## The problem:
Would you please restate all of the data exactly?

## The data:
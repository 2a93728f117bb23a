// Copyright (c) 2025 Kirky.X
//
// Licensed under the MIT License
// See LICENSE file in the project root for full license information.

use async_trait::async_trait;
use std::time::Duration;
use thiserror::Error;

/// 引擎错误类型
#[derive(Error, Debug)]
pub enum EngineError {
    /// 请求失败
    #[error("Request failed: {0}")]
    RequestFailed(#[from] reqwest::Error),
    /// 非2xx响应
    #[error("Unexpected HTTP status {0}")]
    HttpStatus(u16),
    /// 超时
    #[error("Timeout")]
    Timeout,
    /// 响应体过小，通常是错误页或反爬占位页
    #[error("Response body too small: {0} bytes")]
    BodyTooSmall(usize),
    /// 浏览器无法启动或连接
    #[error("Browser launch failed: {0}")]
    BrowserLaunch(String),
    /// 页面加载或DOM读取失败
    #[error("Browser error: {0}")]
    Browser(String),
    /// 其他错误
    #[error("Other error: {0}")]
    Other(String),
}

impl EngineError {
    /// 判断错误是否可重试
    ///
    /// 传输层故障（超时、连接失败、非2xx状态、响应体过小、页面加载失败）
    /// 可以重试；浏览器无法启动和请求本身无效则重试也没有意义。
    pub fn is_retryable(&self) -> bool {
        match self {
            EngineError::RequestFailed(e) => {
                e.is_timeout()
                    || e.is_connect()
                    || e.is_request()
                    || e.is_body()
                    || e.status().is_some()
            }
            EngineError::HttpStatus(_) => true,
            EngineError::Timeout => true,
            EngineError::BodyTooSmall(_) => true,
            EngineError::Browser(_) => true,
            EngineError::BrowserLaunch(_) => false,
            EngineError::Other(_) => false,
        }
    }
}

/// 抓取请求
#[derive(Debug, Clone)]
pub struct ScrapeRequest {
    /// 目标URL
    pub url: String,
    /// 超时时间
    pub timeout: Duration,
    /// 渲染抓取时等待出现的CSS选择器
    pub wait_for: Option<String>,
}

impl ScrapeRequest {
    pub fn new(url: impl Into<String>, timeout: Duration) -> Self {
        Self {
            url: url.into(),
            timeout,
            wait_for: None,
        }
    }

    pub fn with_wait_for(mut self, selector: impl Into<String>) -> Self {
        self.wait_for = Some(selector.into());
        self
    }
}

/// 抓取响应
#[derive(Debug, Clone)]
pub struct ScrapeResponse {
    /// HTTP状态码
    pub status_code: u16,
    /// 响应内容
    pub content: String,
    /// 响应时间（毫秒）
    pub response_time_ms: u64,
}

/// 抓取引擎特质
#[async_trait]
pub trait ScraperEngine: Send + Sync {
    /// 执行抓取
    async fn scrape(&self, request: &ScrapeRequest) -> Result<ScrapeResponse, EngineError>;

    /// 引擎名称
    fn name(&self) -> &'static str;
}
// Copyright (c) 2025 Kirky.X
//
// Licensed under the MIT License
// See LICENSE file in the project root for full license information.

/// 仓库实现模块
///
/// 提供领域仓库接口的具体实现
pub mod quote_repo_impl;
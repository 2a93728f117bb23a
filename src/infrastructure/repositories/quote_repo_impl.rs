// Copyright (c) 2025 Kirky.X
//
// Licensed under the MIT License
// See LICENSE file in the project root for full license information.

use crate::domain::models::quote_set::QuoteSet;
use crate::domain::models::rate_quote::RateQuote;
use crate::domain::repositories::quote_repository::{QuoteRepository, RepositoryError};
use async_trait::async_trait;
use tokio::sync::Mutex;
use tracing::debug;

/// 内存报价仓库
///
/// 按自然键插入或更新，后写入的记录覆盖先前的记录。
#[derive(Debug, Default)]
pub struct InMemoryQuoteRepository {
    quotes: Mutex<QuoteSet>,
}

impl InMemoryQuoteRepository {
    pub fn new() -> Self {
        Self::default()
    }
}

#[async_trait]
impl QuoteRepository for InMemoryQuoteRepository {
    async fn upsert_many(&self, quotes: &[RateQuote]) -> Result<usize, RepositoryError> {
        if let Some(bad) = quotes
            .iter()
            .find(|q| q.bank.trim().is_empty() || q.tenure_description.trim().is_empty())
        {
            return Err(RepositoryError::InvalidRecord(format!(
                "missing natural key for quote from '{}'",
                bad.bank
            )));
        }

        let mut store = self.quotes.lock().await;
        let inserted = store.extend(quotes.iter().cloned());
        debug!(
            received = quotes.len(),
            inserted,
            total = store.len(),
            "Upserted quotes"
        );
        Ok(inserted)
    }

    async fn all(&self) -> Result<Vec<RateQuote>, RepositoryError> {
        Ok(self.quotes.lock().await.iter().cloned().collect())
    }
}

## Your response:
repository 2a93728f117bb23a
// Copyright (c) 2025 Kirky.X
//
// Licensed under the MIT License
// See LICENSE file in the project root for full license information.

use async_trait::async_trait;
use std::time::Duration;
use thiserror::Error;

/// 引擎错误类型
#[derive(Error, Debug)]
pub enum EngineError {
    /// 请求失败
    #[error("Request failed: {0}")]
    RequestFailed(#[from] reqwest::Error),
    /// 非2xx响应
    #[error("Unexpected HTTP status {0}")]
    HttpStatus(u16),
    /// 超时
    #[error("Timeout")]
    Timeout,
    /// 响应体过小，通常是错误页或反爬占位页
    #[error("Response body too small: {0} bytes")]
    BodyTooSmall(usize),
    /// 浏览器无法启动或连接
    #[error("Browser launch failed: {0}")]
    BrowserLaunch(String),
    /// 页面加载或DOM读取失败
    #[error("Browser error: {0}")]
    Browser(String),
    /// 其他错误
    #[error("Other error: {0}")]
    Other(String),
}

impl EngineError {
    /// 判断错误是否可重试
    ///
    /// 传输层故障（超时、连接失败、非2xx状态、响应体过小、页面加载失败）
    /// 可以重试；浏览器无法启动和请求本身无效则重试也没有意义。
    pub fn is_retryable(&self) -> bool {
        match self {
            EngineError::RequestFailed(e) => {
                e.is_timeout()
                    || e.is_connect()
                    || e.is_request()
                    || e.is_body()
                    || e.status().is_some()
            }
            EngineError::HttpStatus(_) => true,
            EngineError::Timeout => true,
            EngineError::BodyTooSmall(_) => true,
            EngineError::Browser(_) => true,
            EngineError::BrowserLaunch(_) => false,
            EngineError::Other(_) => false,
        }
    }
}

/// 抓取请求
#[derive(Debug, Clone)]
pub struct ScrapeRequest {
    /// 目标URL
    pub url: String,
    /// 超时时间
    pub timeout: Duration,
    /// 渲染抓取时等待出现的CSS选择器
    pub wait_for: Option<String>,
}

impl ScrapeRequest {
    pub fn new(url: impl Into<String>, timeout: Duration) -> Self {
        Self {
            url: url.into(),
            timeout,
            wait_for: None,
        }
    }

    pub fn with_wait_for(mut self, selector: impl Into<String>) -> Self {
        self.wait_for = Some(selector.into());
        self
    }
}

/// 抓取响应
#[derive(Debug, Clone)]
pub struct ScrapeResponse {
    /// HTTP状态码
    pub status_code: u16,
    /// 响应内容
    pub content: String,
    /// 响应时间（毫秒）
    pub response_time_ms: u64,
}

/// 抓取引擎特质
#[async_trait]
pub trait ScraperEngine: Send + Sync {
    /// 执行抓取
    async fn scrape(&self, request: &ScrapeRequest) -> Result<ScrapeResponse, EngineError>;

    /// 引擎名称
    fn name(&self) -> &'static str;
}
// Copyright (c) 2025 Kirky.X
//
// Licensed under the MIT License
// See LICENSE file in the project root for full license information.

/// 仓库实现模块
///
/// 提供领域仓库接口的具体实现
pub mod quote_repo_impl;
repository 2a93728f117bb23a
filename src/infrastructure/repositories/quote_repo_impl.rs
// Copyright (c) 2025 Kirky.X
//
// Licensed under the MIT License
// See LICENSE file in the project root for full license information.

use crate::domain::models::quote_set::QuoteSet;
use crate::domain::models::rate_quote::RateQuote;
use crate::domain::repositories::quote_repository::{QuoteRepository, RepositoryError};
use async_trait::async_trait;
use tokio::sync::Mutex;
use tracing::debug;

/// 内存报价仓库
///
/// 按自然键插入或更新，后写入的记录覆盖先前的记录。
#[derive(Debug, Default)]
pub struct InMemoryQuoteRepository {
    quotes: Mutex<QuoteSet>,
}

impl InMemoryQuoteRepository {
    pub fn new() -> Self {
        Self::default()
    }
}

#[async_trait]
impl QuoteRepository for InMemoryQuoteRepository {
    async fn upsert_many(&self, quotes: &[RateQuote]) -> Result<usize, RepositoryError> {
        if let Some(bad) = quotes
            .iter()
            .find(|q| q.bank.trim().is_empty() || q.tenure_description.trim().is_empty())
        {
            return Err(RepositoryError::InvalidRecord(format!(
                "missing natural key for quote from '{}'",
                bad.bank
            )));
        }

        let mut store = self.quotes.lock().await;
        let inserted = store.extend(quotes.iter().cloned());
        debug!(
            received = quotes.len(),
            inserted,
            total = store.len(),
            "Upserted quotes"
        );
        Ok(inserted)
    }

    async fn all(&self) -> Result<Vec<RateQuote>, RepositoryError> {
        Ok(self.quotes.lock().await.iter().cloned().collect())
    }
}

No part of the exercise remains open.